REQUIREMENT: In the material below, the lines from the one containing "let form = &app.form;" through the one containing "Style::default().fg(Color::DarkGray)" are to be given again exactly, ends included, and no others.

RECORDED INFORMATION:
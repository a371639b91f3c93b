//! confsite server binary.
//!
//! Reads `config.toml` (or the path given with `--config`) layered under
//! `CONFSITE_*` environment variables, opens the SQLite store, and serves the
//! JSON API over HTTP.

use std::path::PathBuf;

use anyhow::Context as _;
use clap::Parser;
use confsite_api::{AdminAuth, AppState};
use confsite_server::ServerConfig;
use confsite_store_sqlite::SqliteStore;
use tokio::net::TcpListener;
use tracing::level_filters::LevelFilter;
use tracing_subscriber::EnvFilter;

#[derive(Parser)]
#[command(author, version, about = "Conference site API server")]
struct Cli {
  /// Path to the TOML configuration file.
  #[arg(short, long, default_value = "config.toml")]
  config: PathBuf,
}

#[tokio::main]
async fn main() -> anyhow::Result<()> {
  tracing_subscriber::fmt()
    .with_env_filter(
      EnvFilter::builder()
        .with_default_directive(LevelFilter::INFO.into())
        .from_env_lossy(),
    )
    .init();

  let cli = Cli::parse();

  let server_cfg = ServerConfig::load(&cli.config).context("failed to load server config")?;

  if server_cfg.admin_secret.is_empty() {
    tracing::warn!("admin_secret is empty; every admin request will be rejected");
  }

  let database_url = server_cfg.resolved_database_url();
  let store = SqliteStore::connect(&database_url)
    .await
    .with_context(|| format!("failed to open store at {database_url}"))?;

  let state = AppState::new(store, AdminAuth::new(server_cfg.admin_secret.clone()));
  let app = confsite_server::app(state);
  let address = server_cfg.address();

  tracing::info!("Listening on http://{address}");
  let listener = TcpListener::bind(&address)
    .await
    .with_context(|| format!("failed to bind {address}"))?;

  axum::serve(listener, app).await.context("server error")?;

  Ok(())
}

* * *

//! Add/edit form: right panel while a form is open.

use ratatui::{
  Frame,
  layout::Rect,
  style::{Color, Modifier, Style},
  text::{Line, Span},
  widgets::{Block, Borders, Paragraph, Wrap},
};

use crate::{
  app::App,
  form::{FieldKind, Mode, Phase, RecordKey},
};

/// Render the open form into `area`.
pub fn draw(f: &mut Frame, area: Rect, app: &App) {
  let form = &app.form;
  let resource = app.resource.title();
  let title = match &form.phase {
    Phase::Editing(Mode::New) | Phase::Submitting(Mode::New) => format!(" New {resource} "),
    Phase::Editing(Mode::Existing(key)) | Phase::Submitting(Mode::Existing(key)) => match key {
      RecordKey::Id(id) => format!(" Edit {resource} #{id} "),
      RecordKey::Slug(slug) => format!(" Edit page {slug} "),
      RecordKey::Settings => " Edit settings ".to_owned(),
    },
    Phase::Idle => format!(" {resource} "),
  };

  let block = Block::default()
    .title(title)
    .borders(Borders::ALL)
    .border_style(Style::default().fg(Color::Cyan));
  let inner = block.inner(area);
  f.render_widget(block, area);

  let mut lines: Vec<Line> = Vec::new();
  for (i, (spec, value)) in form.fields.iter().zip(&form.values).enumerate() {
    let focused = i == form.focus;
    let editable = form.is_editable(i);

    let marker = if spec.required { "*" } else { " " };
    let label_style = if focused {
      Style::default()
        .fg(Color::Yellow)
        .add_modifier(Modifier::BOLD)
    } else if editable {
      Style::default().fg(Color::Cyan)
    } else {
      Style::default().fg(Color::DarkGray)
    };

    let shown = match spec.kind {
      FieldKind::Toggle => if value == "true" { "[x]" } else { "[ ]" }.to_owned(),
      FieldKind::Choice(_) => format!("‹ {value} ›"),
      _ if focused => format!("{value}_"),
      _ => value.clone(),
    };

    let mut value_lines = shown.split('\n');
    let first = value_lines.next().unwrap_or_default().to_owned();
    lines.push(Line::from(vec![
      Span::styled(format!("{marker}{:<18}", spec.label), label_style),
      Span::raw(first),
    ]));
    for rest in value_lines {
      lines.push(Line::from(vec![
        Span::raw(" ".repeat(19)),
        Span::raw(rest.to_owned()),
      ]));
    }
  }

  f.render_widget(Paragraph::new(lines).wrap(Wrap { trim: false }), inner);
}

ANSWER SECTION:
  let form = &app.form;
  let resource = app.resource.title();
  let title = match &form.phase {
    Phase::Editing(Mode::New) | Phase::Submitting(Mode::New) => format!(" New {resource} "),
    Phase::Editing(Mode::Existing(key)) | Phase::Submitting(Mode::Existing(key)) => match key {
      RecordKey::Id(id) => format!(" Edit {resource} #{id} "),
      RecordKey::Slug(slug) => format!(" Edit page {slug} "),
      RecordKey::Settings => " Edit settings ".to_owned(),
    },
    Phase::Idle => format!(" {resource} "),
  };

  let block = Block::default()
    .title(title)
    .borders(Borders::ALL)
    .border_style(Style::default().fg(Color::Cyan));
  let inner = block.inner(area);
  f.render_widget(block, area);

  let mut lines: Vec<Line> = Vec::new();
  for (i, (spec, value)) in form.fields.iter().zip(&form.values).enumerate() {
    let focused = i == form.focus;
    let editable = form.is_editable(i);

    let marker = if spec.required { "*" } else { " " };
    let label_style = if focused {
      Style::default()
        .fg(Color::Yellow)
        .add_modifier(Modifier::BOLD)
    } else if editable {
      Style::default().fg(Color::Cyan)
    } else {
      Style::default().fg(Color::DarkGray)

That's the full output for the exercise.